Darcy's response: It would be nice, but the law is the law.
In recent days, Obama administration officials have been leaning on Congress to find a fix to the sequester, offering more specifics about what exactly will be on the chopping block when $85 billion in governmentwide cuts kick in.
Customs and Border Protection would have to cut work hours by the equivalent of 5,000 Border Patrol agents, reducing security and adding to wait times at land and sea ports. More than 100,000 formerly homeless people -- many of them veterans -- would be kicked out of their housing or emergency shelters. The furloughing of the Department of Agriculture's food inspectors could shut down meat and poultry plants nationwide, causing $10 billion in production losses.
Details like these -- shared during a Senate Appropriations Committee hearing last week -- have put elected officials on high alert. And increasingly, lawmakers have been arguing that cutting certain programs in their state could jeopardize national security.
That could be because the law that created the sequester would allow the Defense Department to shift funds to ensure that America's military readiness is "not degraded," according to a White House report.
Collins, the top Republican on the Appropriations Committee's defense panel, earlier this month hosted Navy Secretary Ray Mabus in her office to voice her concerns about how the spending cuts would devastate the shipbuilding industry on the Maine-New Hampshire border.

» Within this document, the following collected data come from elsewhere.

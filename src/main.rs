//! UF Security Atlas - consolidated table report
//!
//! Usage: `uf-security-atlas [YEAR] [--config FILE] [--out FILE]`

use anyhow::{bail, Context};
use std::path::PathBuf;
use uf_security_atlas::{export, top_priority, DataConfig, SecurityAtlas};

const DEFAULT_YEAR: i32 = 2022;

struct Args {
    year: i32,
    config: Option<PathBuf>,
    out: Option<PathBuf>,
}

fn parse_args() -> anyhow::Result<Args> {
    let mut args = Args {
        year: DEFAULT_YEAR,
        config: None,
        out: None,
    };

    let mut iter = std::env::args().skip(1);
    while let Some(arg) = iter.next() {
        match arg.as_str() {
            "--config" => {
                args.config = Some(iter.next().context("--config needs a path")?.into());
            }
            "--out" => args.out = Some(iter.next().context("--out needs a path")?.into()),
            other if other.starts_with("--") => bail!("unknown option {other}"),
            year => {
                args.year = year
                    .parse()
                    .with_context(|| format!("invalid year '{year}'"))?;
            }
        }
    }

    Ok(args)
}

fn main() -> anyhow::Result<()> {
    env_logger::Builder::from_env(env_logger::Env::default().default_filter_or("info")).init();

    let args = parse_args()?;
    let config = match &args.config {
        Some(path) => DataConfig::from_json_file(path)
            .with_context(|| format!("loading config {}", path.display()))?,
        None => DataConfig::default(),
    }
    .with_env_overrides();

    let atlas = SecurityAtlas::new(config);
    let records = atlas
        .build_consolidated(args.year)
        .with_context(|| format!("building consolidated table for {}", args.year))?;

    let fmt = |v: Option<f64>| v.map_or_else(|| "-".to_string(), |x| format!("{x:.2}"));

    println!(
        "{:<4} {:<22} {:>10} {:>12} {:>10} {:>8}",
        "UF", "Estado", "Taxa/100k", "Orç. (mi)", "Per capita", "Elast."
    );
    for r in &records {
        println!(
            "{:<4} {:<22} {:>10} {:>12} {:>10} {:>8}",
            r.state_code,
            r.state_name.as_deref().unwrap_or("?"),
            fmt(r.homicide_rate_100k),
            fmt(r.spending_millions),
            fmt(r.spending_per_capita),
            r.elasticity.map_or_else(|| "-".to_string(), |e| format!("{e:.4}")),
        );
    }

    println!("\nTop 5 by priority index (high rate / low spending):");
    for r in top_priority(&records, 5) {
        println!(
            "  {} {:<22} {:>10}",
            r.state_code,
            r.state_name.as_deref().unwrap_or("?"),
            fmt(r.priority_index)
        );
    }

    if let Some(out) = &args.out {
        export::write_csv(&records, out)
            .with_context(|| format!("writing {}", out.display()))?;
    }

    Ok(())
}
//! Error types shared by the loaders and the pipeline.

use polars::prelude::PolarsError;
use std::path::PathBuf;
use thiserror::Error;

#[derive(Error, Debug)]
pub enum DataError {
    #[error("Source file not found: {}", path.display())]
    NotFound { path: PathBuf },
    #[error("No spending files found in {}", dir.display())]
    NoData { dir: PathBuf },
    #[error("Column '{column}' not found in {}", path.display())]
    MissingColumn { column: &'static str, path: PathBuf },
    #[error("Year header cell at row {row}, column {column} is not a year: {value}")]
    MalformedYearHeader {
        row: usize,
        column: usize,
        value: String,
    },
    #[error("Workbook has no worksheet: {}", path.display())]
    EmptyWorkbook { path: PathBuf },
    #[error("Polars error: {0}")]
    Polars(#[from] PolarsError),
    #[error("Failed to read spreadsheet: {0}")]
    Spreadsheet(#[from] calamine::Error),
    #[error("I/O error: {0}")]
    Io(#[from] std::io::Error),
    #[error("Invalid configuration: {0}")]
    Config(#[from] serde_json::Error),
}

impl DataError {
    pub fn is_not_found(&self) -> bool {
        matches!(self, DataError::NotFound { .. })
    }
}

pub type Result<T> = std::result::Result<T, DataError>;
//! # Biblioteca de gates padrão
//!
//! - **Hadamard(bits)**: `(-1)^popcount(row & col) / sqrt(2^bits)`
//! - **Diffusion(bits)**: `2|s⟩⟨s| − I`, com `|s⟩` a superposição uniforme
//!
//! Ambos são unitários por construção e não passam pela verificação.

use num_complex::Complex64;
use std::f64::consts::SQRT_2;

use crate::error::{QRegError, QRegResult};
use crate::gate::{Gate, check_bits};
use crate::register::QReg;

/// Transformada de Hadamard em `bits` qubits
#[derive(Debug, Clone, Copy, PartialEq)]
pub struct Hadamard {
    bits: usize,
    /// Valor positivo `1/sqrt(2^bits)`
    positive: Complex64,
}

impl Hadamard {
    /// Cria a transformada de Hadamard em `bits` qubits
    pub fn new(bits: usize) -> QRegResult<Self> {
        check_bits(bits)?;
        // 2^(bits/2), vezes √2 se ímpar: exato para número par de qubits
        let mut d = (1usize << (bits >> 1)) as f64;
        if bits & 1 == 1 {
            d *= SQRT_2;
        }
        Ok(Self {
            bits,
            positive: Complex64::new(1.0 / d, 0.0),
        })
    }
}

impl Gate for Hadamard {
    fn name(&self) -> &str {
        "H"
    }

    fn qubit_count(&self) -> usize {
        self.bits
    }

    fn element(&self, row: usize, col: usize) -> Complex64 {
        if (row & col).count_ones() & 1 == 1 {
            -self.positive
        } else {
            self.positive
        }
    }
}

/// Operador de difusão de Grover em `bits` qubits
#[derive(Debug, Clone, Copy, PartialEq)]
pub struct Diffusion {
    bits: usize,
    /// `2/2^bits`
    off_diagonal: Complex64,
    /// `2/2^bits − 1`
    diagonal: Complex64,
}

impl Diffusion {
    /// Cria o operador de difusão em `bits` qubits
    pub fn new(bits: usize) -> QRegResult<Self> {
        check_bits(bits)?;
        let a2 = Complex64::new(2.0 / (1usize << bits) as f64, 0.0);
        Ok(Self {
            bits,
            off_diagonal: a2,
            diagonal: a2 - Complex64::new(1.0, 0.0),
        })
    }
}

impl Gate for Diffusion {
    fn name(&self) -> &str {
        "D"
    }

    fn qubit_count(&self) -> usize {
        self.bits
    }

    fn element(&self, row: usize, col: usize) -> Complex64 {
        if row == col {
            self.diagonal
        } else {
            self.off_diagonal
        }
    }
}

fn range_bits(start: usize, end: usize) -> QRegResult<usize> {
    if end <= start {
        return Err(QRegError::invalid(format!("empty qubit range {start}..{end}")));
    }
    Ok(end - start)
}

/// Hadamard em um qubit
pub fn hadamard(qreg: &mut QReg, target: usize) -> QRegResult<()> {
    Hadamard::new(1)?.apply(qreg, &[target])
}

/// Hadamard nos qubits `start..end`
pub fn hadamard_range(qreg: &mut QReg, start: usize, end: usize) -> QRegResult<()> {
    Hadamard::new(range_bits(start, end)?)?.apply_range(qreg, start)
}

/// Hadamard no registrador inteiro
pub fn hadamard_reg(qreg: &mut QReg) -> QRegResult<()> {
    hadamard_range(qreg, 0, qreg.width())
}

/// Difusão em um qubit
pub fn diffusion(qreg: &mut QReg, target: usize) -> QRegResult<()> {
    Diffusion::new(1)?.apply(qreg, &[target])
}

/// Difusão nos qubits `start..end`
pub fn diffusion_range(qreg: &mut QReg, start: usize, end: usize) -> QRegResult<()> {
    Diffusion::new(range_bits(start, end)?)?.apply_range(qreg, start)
}

/// Difusão no registrador inteiro
pub fn diffusion_reg(qreg: &mut QReg) -> QRegResult<()> {
    diffusion_range(qreg, 0, qreg.width())
}
//! # Gates — Operadores unitários definidos por acesso a elementos
//!
//! Um gate é uma matriz `2^bits × 2^bits` exposta apenas por
//! `element(row, col)`, independente de qualquer registrador.
//!
//! ## Variantes
//!
//! - **Fórmula**: [`FuncGate`], além de `Hadamard` e `Diffusion` em `library`
//! - **Array denso**: [`ArrayGate`]
//! - **Permutação**: [`ClassicalGate`] (oráculos clássicos reversíveis)

use num_complex::Complex64;
use std::fmt;

use crate::config::SimConfig;
use crate::contract;
use crate::error::{QRegError, QRegResult};
use crate::register::{ONE, QReg, ZERO};
use crate::unitary;

/// Maior número de qubits aceito por um construtor verificado
const MAX_GATE_BITS: usize = (usize::BITS / 2) as usize;

/// Trait para operadores aplicáveis a registradores
pub trait Gate: Send + Sync {
    /// Nome do gate (usado em logs e erros)
    fn name(&self) -> &str;

    /// Número de qubits em que o gate atua
    fn qubit_count(&self) -> usize;

    /// Elemento (row, col) da matriz
    fn element(&self, row: usize, col: usize) -> Complex64;

    /// Dimensão da matriz (`2^bits`)
    fn matrix_width(&self) -> usize {
        1 << self.qubit_count()
    }

    /// Verifica se a matriz é unitária
    fn is_unitary(&self) -> bool {
        unitary::is_unitary(self, &SimConfig::default())
    }

    /// Aplica o gate aos qubits `targets`, na ordem dada
    fn apply(&self, qreg: &mut QReg, targets: &[usize]) -> QRegResult<()> {
        contract::apply(self, qreg, targets)
    }

    /// Aplica o gate aos qubits `start..start + bits`
    fn apply_range(&self, qreg: &mut QReg, start: usize) -> QRegResult<()> {
        contract::apply_range(self, qreg, start)
    }

    /// Aplica o gate aos primeiros `bits` qubits
    fn apply_whole(&self, qreg: &mut QReg) -> QRegResult<()> {
        contract::apply_whole(self, qreg)
    }
}

impl<G: Gate + ?Sized> Gate for Box<G> {
    fn name(&self) -> &str {
        (**self).name()
    }

    fn qubit_count(&self) -> usize {
        (**self).qubit_count()
    }

    fn element(&self, row: usize, col: usize) -> Complex64 {
        (**self).element(row, col)
    }
}

pub(crate) fn check_bits(bits: usize) -> QRegResult<()> {
    if bits == 0 || bits >= MAX_GATE_BITS {
        return Err(QRegError::invalid(format!(
            "a gate must act on 1 to {} qubits, got {bits}",
            MAX_GATE_BITS - 1
        )));
    }
    Ok(())
}

/// Devolve o gate apenas se passar no teste de unitariedade
pub(crate) fn ensure_unitary<G: Gate>(gate: G) -> QRegResult<G> {
    if !gate.is_unitary() {
        tracing::warn!(gate = gate.name(), bits = gate.qubit_count(), "rejected non-unitary matrix");
        return Err(QRegError::NonUnitaryGate {
            name: gate.name().to_string(),
            bits: gate.qubit_count(),
        });
    }
    Ok(gate)
}

// =============================================================================
// Gate por fórmula
// =============================================================================

/// Gate definido por uma função de elementos
#[derive(Clone)]
pub struct FuncGate<F> {
    name: String,
    bits: usize,
    f: F,
}

impl<F> FuncGate<F>
where
    F: Fn(usize, usize) -> Complex64 + Send + Sync,
{
    /// Cria gate sem verificar unitariedade
    ///
    /// Para composição interna, onde quem chama já garante a propriedade.
    ///
    /// # Panics
    ///
    /// Se `bits` for 0 ou não couber numa matriz endereçável
    /// (`bits >= usize::BITS / 2`).
    pub fn new_unchecked(f: F, bits: usize) -> Self {
        assert!(
            check_bits(bits).is_ok(),
            "a gate must act on 1 to {} qubits, got {bits}",
            MAX_GATE_BITS - 1
        );
        Self {
            name: "U".to_string(),
            bits,
            f,
        }
    }

    /// Cria gate e falha com `NonUnitaryGate` se a matriz não for unitária
    pub fn new(f: F, bits: usize) -> QRegResult<Self> {
        check_bits(bits)?;
        ensure_unitary(Self::new_unchecked(f, bits))
    }

    /// Renomeia o gate
    pub fn named(mut self, name: impl Into<String>) -> Self {
        self.name = name.into();
        self
    }
}

impl<F> Gate for FuncGate<F>
where
    F: Fn(usize, usize) -> Complex64 + Send + Sync,
{
    fn name(&self) -> &str {
        &self.name
    }

    fn qubit_count(&self) -> usize {
        self.bits
    }

    fn element(&self, row: usize, col: usize) -> Complex64 {
        (self.f)(row, col)
    }
}

impl<F> fmt::Debug for FuncGate<F> {
    fn fmt(&self, f: &mut fmt::Formatter<'_>) -> fmt::Result {
        f.debug_struct("FuncGate")
            .field("name", &self.name)
            .field("bits", &self.bits)
            .finish_non_exhaustive()
    }
}

// =============================================================================
// Gate por array denso
// =============================================================================

/// Gate com matriz explícita em ordem row-major
#[derive(Debug, Clone, PartialEq)]
pub struct ArrayGate {
    matrix: Vec<Complex64>,
    width: usize,
    bits: usize,
}

impl ArrayGate {
    /// Cria gate a partir de `width * width` elementos complexos
    pub fn new(matrix: Vec<Complex64>) -> QRegResult<Self> {
        let width = (matrix.len() as f64).sqrt().round() as usize;
        if width * width != matrix.len() || width < 2 || !width.is_power_of_two() {
            return Err(QRegError::invalid(format!(
                "{} elements do not form a 2^n x 2^n matrix",
                matrix.len()
            )));
        }
        let bits = width.trailing_zeros() as usize;
        check_bits(bits)?;
        ensure_unitary(Self {
            matrix,
            width,
            bits,
        })
    }

    /// Cria gate a partir de elementos reais
    pub fn from_real(matrix: &[f64]) -> QRegResult<Self> {
        Self::new(matrix.iter().map(|&x| Complex64::new(x, 0.0)).collect())
    }
}

impl Gate for ArrayGate {
    fn name(&self) -> &str {
        "U"
    }

    fn qubit_count(&self) -> usize {
        self.bits
    }

    fn matrix_width(&self) -> usize {
        self.width
    }

    fn element(&self, row: usize, col: usize) -> Complex64 {
        self.matrix[row * self.width + col]
    }
}

// =============================================================================
// Gate por permutação (oráculo clássico)
// =============================================================================

/// Embute uma função clássica `f` como matriz de permutação
///
/// `element(row, col) = 1` se `f(col) == row`, senão `0`.
#[derive(Debug, Clone, PartialEq, Eq)]
pub struct ClassicalGate {
    table: Vec<usize>,
    bits: usize,
}

impl ClassicalGate {
    /// Avalia `f` em todos os `2^bits` valores e verifica a matriz resultante
    pub fn new<F>(f: F, bits: usize) -> QRegResult<Self>
    where
        F: Fn(usize) -> usize,
    {
        check_bits(bits)?;
        let width = 1usize << bits;
        let table = (0..width).map(&f).collect::<Vec<_>>();
        if let Some((col, &row)) = table.iter().enumerate().find(|&(_, &row)| row >= width) {
            return Err(QRegError::invalid(format!(
                "classical function maps {col} to {row}, outside 0..{width}"
            )));
        }
        ensure_unitary(Self { table, bits })
    }

    /// Imagem de `x` pela função embutida
    #[cfg(test)]
    fn image(&self, x: usize) -> usize {
        self.table[x]
    }
}

impl Gate for ClassicalGate {
    fn name(&self) -> &str {
        "U_f"
    }

    fn qubit_count(&self) -> usize {
        self.bits
    }

    fn element(&self, row: usize, col: usize) -> Complex64 {
        if self.table[col] == row { ONE } else { ZERO }
    }
}

// =============================================================================
// Dump da matriz
// =============================================================================

/// Visão imprimível da matriz completa de um gate
pub struct MatrixDisplay<'a, G: ?Sized> {
    gate: &'a G,
}

/// Dump diagnóstico da matriz, colunas alinhadas à direita
pub fn matrix_display<G: Gate + ?Sized>(gate: &G) -> MatrixDisplay<'_, G> {
    MatrixDisplay { gate }
}

fn format_entry(value: Complex64) -> String {
    format!("({:+.6}{:+.6}i)", value.re, value.im)
}

impl<G: Gate + ?Sized> fmt::Display for MatrixDisplay<'_, G> {
    fn fmt(&self, f: &mut fmt::Formatter<'_>) -> fmt::Result {
        let width = self.gate.matrix_width();
        let sizes = (0..width)
            .map(|col| {
                let widest = (0..width)
                    .map(|row| format_entry(self.gate.element(row, col)).len())
                    .max()
                    .unwrap_or(0);
                if col == 0 { widest } else { widest + 1 }
            })
            .collect::<Vec<_>>();

        for row in 0..width {
            for (col, &size) in sizes.iter().enumerate() {
                write!(f, "{:>size$}", format_entry(self.gate.element(row, col)))?;
            }
            writeln!(f)?;
        }
        Ok(())
    }
}
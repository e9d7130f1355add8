//! Teste de unitariedade por produto de Gram
//!
//! Para cada par (row, col) calcula `Σ_i element(row, i) · element(i, col)`
//! e compara com a identidade, em módulo, dentro da tolerância.
//!
//! O produto usa os elementos sem conjugação. Para os gates reais e
//! simétricos/ortogonais da biblioteca isso coincide com `M·M† = I`; para
//! matrizes complexas gerais é um teste diferente, mantido por
//! compatibilidade com os gates já validados.

use num_complex::Complex64;
use rayon::prelude::*;

use crate::config::SimConfig;
use crate::gate::Gate;

/// Compara módulos de dois complexos
fn close_enough(a: Complex64, b: Complex64, tolerance: f64) -> bool {
    (a.norm() - b.norm()).abs() < tolerance
}

/// Checa um elemento do produto contra a identidade
fn check_element<G: Gate + ?Sized>(gate: &G, row: usize, col: usize, tolerance: f64) -> bool {
    let width = gate.matrix_width();
    let sum: Complex64 = (0..width)
        .map(|i| gate.element(row, i) * gate.element(i, col))
        .sum();
    let expected = if row == col {
        Complex64::new(1.0, 0.0)
    } else {
        Complex64::new(0.0, 0.0)
    };
    close_enough(sum, expected, tolerance)
}

/// Verifica se a matriz do gate é unitária
///
/// As `width²` checagens são independentes; acima do limiar da configuração
/// rodam no pool rayon e param na primeira falha.
pub fn is_unitary<G: Gate + ?Sized>(gate: &G, config: &SimConfig) -> bool {
    let width = gate.matrix_width();
    let checks = width * width;
    let tolerance = config.tolerance;
    let check = |k: usize| check_element(gate, k / width, k % width, tolerance);

    if config.should_parallelize(checks) {
        (0..checks).into_par_iter().all(check)
    } else {
        (0..checks).all(check)
    }
}
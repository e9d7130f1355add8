//! Problema de Simon: encontra o período XOR `s` de uma função 2-para-1
//!
//! Qubits `bits..2·bits` recebem a entrada `x`, qubits `0..bits` a saída.
//! Cada amostra devolve um `y` com `y·s = 0 (mod 2)`; com `bits − 1`
//! equações independentes o vetor `s` é o único não-nulo do núcleo.

use anyhow::{Result, bail, ensure};
use qreg_core::contract::apply_with;
use qreg_core::{ClassicalGate, Hadamard, QReg, SimConfig};
use rand::Rng;

/// Amostras por qubit antes de desistir
const ATTEMPTS_PER_BIT: usize = 16;

/// Resultado de uma execução
#[derive(Debug, Clone, PartialEq, Eq)]
pub struct SimonOutcome {
    /// Segredo recuperado
    pub secret: usize,
    /// Equações independentes usadas (forma escalonada reduzida)
    pub equations: Vec<usize>,
    /// Medições realizadas
    pub samples: usize,
}

/// Índice da classe `{y, y ⊕ secret}` entre os representantes menores
///
/// Conta quantos `i ≤ min(y, y ⊕ secret)` são representantes da própria
/// classe, então `f(y) = f(y ⊕ secret)` e classes distintas têm imagens
/// distintas.
pub fn two_to_one(y: usize, secret: usize) -> usize {
    let smaller = y.min(y ^ secret);
    (0..=smaller).filter(|&i| i < i ^ secret).count() - 1
}

/// Sistema linear sobre GF(2) em forma escalonada reduzida
#[derive(Debug, Default, Clone)]
pub struct Gf2System {
    /// (bit pivô, linha)
    rows: Vec<(u32, usize)>,
}

impl Gf2System {
    /// Posto atual
    pub fn rank(&self) -> usize {
        self.rows.len()
    }

    /// Insere uma equação; `false` se ela já é combinação das anteriores
    pub fn insert(&mut self, mut equation: usize) -> bool {
        for &(pivot, row) in &self.rows {
            if equation >> pivot & 1 == 1 {
                equation ^= row;
            }
        }
        if equation == 0 {
            return false;
        }

        let pivot = usize::BITS - 1 - equation.leading_zeros();
        for (_, row) in &mut self.rows {
            if *row >> pivot & 1 == 1 {
                *row ^= equation;
            }
        }
        self.rows.push((pivot, equation));
        true
    }

    /// Linhas do sistema
    pub fn equations(&self) -> Vec<usize> {
        self.rows.iter().map(|&(_, row)| row).collect()
    }

    /// Vetor não-nulo do núcleo quando o posto é `bits − 1`
    pub fn null_vector(&self, bits: usize) -> Option<usize> {
        if bits == 0 || self.rank() + 1 != bits {
            return None;
        }
        let pivots = self.rows.iter().fold(0usize, |acc, &(p, _)| acc | 1 << p);
        let free = (0..bits).find(|&b| pivots >> b & 1 == 0)?;

        // s_free = 1; cada pivô p fica igual ao coeficiente de `free` na sua linha
        Some(self.rows.iter().fold(1 << free, |s, &(pivot, row)| {
            s | ((row >> free & 1) << pivot)
        }))
    }
}

/// Uma amostra do circuito: `H^n · U_f · H^n` nas entradas, mede as entradas
fn sample<R: Rng>(
    oracle: &ClassicalGate,
    h: &Hadamard,
    bits: usize,
    config: &SimConfig,
    rng: &mut R,
) -> Result<usize> {
    let inputs = (bits..2 * bits).collect::<Vec<_>>();
    let whole = (0..2 * bits).collect::<Vec<_>>();

    let mut qreg = QReg::new(2 * bits)?;
    apply_with(h, &mut qreg, &inputs, config)?;
    apply_with(oracle, &mut qreg, &whole, config)?;
    apply_with(h, &mut qreg, &inputs, config)?;
    Ok(qreg.measure(rng) >> bits)
}

/// Recupera `secret` de `2^bits` entradas
pub fn solve<R: Rng>(
    bits: usize,
    secret: usize,
    config: &SimConfig,
    rng: &mut R,
) -> Result<SimonOutcome> {
    ensure!(bits >= 1, "need at least one input qubit");
    ensure!(
        bits < usize::BITS as usize / 2 && secret != 0 && secret < 1 << bits,
        "secret {secret} must be in 1..2^{bits}"
    );

    let low = (1usize << bits) - 1;
    let oracle = ClassicalGate::new(
        move |x| x ^ two_to_one(x >> bits, secret),
        2 * bits,
    )?;
    let h = Hadamard::new(bits)?;
    debug_assert!((0..=low).all(|y| two_to_one(y, secret) <= low));

    let mut system = Gf2System::default();
    let mut samples = 0;
    while system.rank() + 1 < bits {
        if samples == ATTEMPTS_PER_BIT * bits {
            bail!("no independent equations after {samples} samples");
        }
        let y = sample(&oracle, &h, bits, config, rng)?;
        samples += 1;
        if system.insert(y) {
            tracing::debug!(equation = y, rank = system.rank(), "new equation");
        }
    }

    let Some(recovered) = system.null_vector(bits) else {
        bail!("linear system has rank {} for {bits} bits", system.rank());
    };
    Ok(SimonOutcome {
        secret: recovered,
        equations: system.equations(),
        samples,
    })
}
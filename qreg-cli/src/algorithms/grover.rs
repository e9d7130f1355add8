//! Busca de Grover com oráculo de fase via ancilla
//!
//! Qubit 0 é a ancilla; os qubits `1..=bits` guardam o índice procurado.

use qreg_core::contract::apply_with;
use qreg_core::{ClassicalGate, Diffusion, Hadamard, QReg, QRegError, QRegResult, SimConfig};
use rand::Rng;
use std::f64::consts::PI;

/// Resultado de uma busca
#[derive(Debug, Clone, PartialEq)]
pub struct SearchOutcome {
    /// Índice medido
    pub found: usize,
    /// Iterações de Grover executadas
    pub iterations: usize,
    /// Probabilidade do item marcado antes da medição
    pub success_probability: f64,
}

/// ⌊π·√(2^bits) / 4⌋
pub fn iterations(bits: usize) -> usize {
    (PI * ((1usize << bits) as f64).sqrt() / 4.0) as usize
}

/// Procura `marked` entre `2^bits` itens
pub fn search<R: Rng>(
    bits: usize,
    marked: usize,
    config: &SimConfig,
    rng: &mut R,
) -> QRegResult<SearchOutcome> {
    if bits == 0 {
        return Err(QRegError::InvalidArgument(
            "search space needs at least one qubit".into(),
        ));
    }
    let width = bits + 1;
    let oracle = ClassicalGate::new(
        move |x| if x >> 1 == marked { x ^ 1 } else { x },
        width,
    )?;
    if marked >= 1 << bits {
        return Err(QRegError::InvalidArgument(format!(
            "marked item {marked} is outside 0..{}",
            1usize << bits
        )));
    }

    let h = Hadamard::new(1)?;
    let d = Diffusion::new(bits)?;
    let inputs = (1..width).collect::<Vec<_>>();
    let whole = (0..width).collect::<Vec<_>>();

    let mut qreg = QReg::new(width)?;
    for &qubit in &inputs {
        apply_with(&h, &mut qreg, &[qubit], config)?;
    }

    let iterations = iterations(bits);
    for round in 0..iterations {
        qreg.set_bit(0, 1)?;
        apply_with(&h, &mut qreg, &[0], config)?;
        apply_with(&oracle, &mut qreg, &whole, config)?;
        apply_with(&d, &mut qreg, &inputs, config)?;
        tracing::debug!(round, "grover iteration");
    }

    let success_probability =
        qreg.state_probability(marked << 1) + qreg.state_probability((marked << 1) | 1);
    let found = qreg.measure(rng) >> 1;
    Ok(SearchOutcome {
        found,
        iterations,
        success_probability,
    })
}
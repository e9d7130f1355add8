//! Deutsch–Jozsa com duas entradas
//!
//! Registrador de 3 qubits em |001⟩: o qubit 0 é a saída do oráculo, os
//! qubits 1 e 2 são as entradas. Uma única consulta decide se `f` é
//! constante ou balanceada.

use clap::ValueEnum;
use qreg_core::contract::apply_with;
use qreg_core::{ArrayGate, Hadamard, QReg, QRegResult, SimConfig};
use rand::Rng;

/// Qubits do registrador (2 entradas + saída)
const WIDTH: usize = 3;

/// Família do oráculo
#[derive(Debug, Clone, Copy, PartialEq, Eq, ValueEnum)]
pub enum OracleKind {
    /// f(x) = 0
    Constant,
    /// f(x) = 1 para x ∈ {0, 1}, 0 caso contrário
    Balanced,
}

/// Resultado de uma execução
#[derive(Debug, Clone, Copy, PartialEq, Eq)]
pub struct Verdict {
    /// Bits de entrada medidos
    pub inputs: usize,
    /// `true` quando todas as entradas mediram 0
    pub constant: bool,
}

/// Matriz de permutação real `|x, y⟩ → |x, y ⊕ f(x)⟩`
pub fn oracle_matrix(kind: OracleKind) -> Vec<f64> {
    let states = 1 << WIDTH;
    let f = |input: usize| match kind {
        OracleKind::Constant => 0,
        OracleKind::Balanced => usize::from(input < 2),
    };

    let mut matrix = vec![0.0; states * states];
    for col in 0..states {
        let row = col ^ f(col >> 1);
        matrix[row * states + col] = 1.0;
    }
    matrix
}

/// Executa o circuito completo e mede
pub fn run<R: Rng>(kind: OracleKind, config: &SimConfig, rng: &mut R) -> QRegResult<Verdict> {
    let mut qreg = QReg::with_value(WIDTH, 1)?;
    let oracle = ArrayGate::from_real(&oracle_matrix(kind))?;
    let h = Hadamard::new(1)?;

    for qubit in 0..WIDTH {
        apply_with(&h, &mut qreg, &[qubit], config)?;
    }
    apply_with(&oracle, &mut qreg, &[0, 1, 2], config)?;
    for qubit in 1..WIDTH {
        apply_with(&h, &mut qreg, &[qubit], config)?;
    }

    let inputs = qreg.measure(rng) >> 1;
    Ok(Verdict {
        inputs,
        constant: inputs == 0,
    })
}
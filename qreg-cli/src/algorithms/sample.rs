//! Amostragem da superposição uniforme `H^{⊗n}|0⟩`

use qreg_core::contract::apply_with;
use qreg_core::{Hadamard, QReg, QRegResult, SimConfig};
use rand::Rng;

/// Contagem de medições por estado da base
#[derive(Debug, Clone, PartialEq, Eq)]
pub struct Histogram {
    /// Qubits do registrador amostrado
    pub width: usize,
    /// `counts[state]`
    pub counts: Vec<usize>,
}

impl Histogram {
    /// Total de amostras
    pub fn shots(&self) -> usize {
        self.counts.iter().sum()
    }

    /// Frequência relativa de `state`
    pub fn frequency(&self, state: usize) -> f64 {
        let shots = self.shots();
        if shots == 0 {
            return 0.0;
        }
        self.counts[state] as f64 / shots as f64
    }
}

/// Prepara `H^{⊗width}|0⟩` e mede `shots` vezes sem colapsar
pub fn uniform<R: Rng>(
    width: usize,
    shots: usize,
    config: &SimConfig,
    rng: &mut R,
) -> QRegResult<Histogram> {
    let mut qreg = QReg::new(width)?;
    if width > 0 {
        let targets = (0..width).collect::<Vec<_>>();
        apply_with(&Hadamard::new(width)?, &mut qreg, &targets, config)?;
    }

    let mut counts = vec![0; qreg.state_count()];
    for _ in 0..shots {
        counts[qreg.measure_preserving(rng)] += 1;
    }
    Ok(Histogram { width, counts })
}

At the Pentagon last week, she hammered home that same message in a meeting with the Navy's top official for shipbuilding, Sean Stackley.
"Maine is a state that contributes heavily to our national security. Its largest employer is Bath Ironworks, which builds naval destroyers. You can't build a half a ship," Collins said in an interview with POLITICO. "I'm worried about the impact on shipbuilding. I'm worried about the impact on the naval shipyard, one of our four public yards in the country that overhauls nuclear subs."
Udall, too, has been making the national security argument -- especially when it comes to the Sandia and Los Alamos national labs. The nuclear stockpiles there are managed by the Energy Department's National Nuclear Security Administration.
"Sequestration threatens damaging cuts for New Mexico's national labs, military facilities and border security," Udall told top administration officials at a sequestration hearing. "If implemented, those cuts will be very damaging, I believe, to our national security."
But there are still a good number of folks on Capitol Hill who believe the sequester won't be the economic and defense doomsday critics are making it out to be.
"In my state, overwhelmingly, they want me to cut spending," Sen. Mike Johanns (R-Neb.) told POLITICO. "Nobody walks into a town hall and says, 'Mike, here are 500 projects I want you to cut.' What they're saying is, 'Get this [spending] under control.' They are very frustrated with trillion-dollar deficits."
Graham, a defense hawk and military attorney, believes many of his fellow Republicans will be singing a different tune when the cuts start hitting close to home. It could be reminiscent of the unpopular federal commission known as BRAC that realigned or shut down hundreds of military installations around the country over the past 25 years.
"Senators are gonna be running around with their hair on fire when this thing actually hits," Graham said in the interview. "I remember during BRAC, everybody was going crazy to make sure their base was not on the list -- this is BRAC on steroids."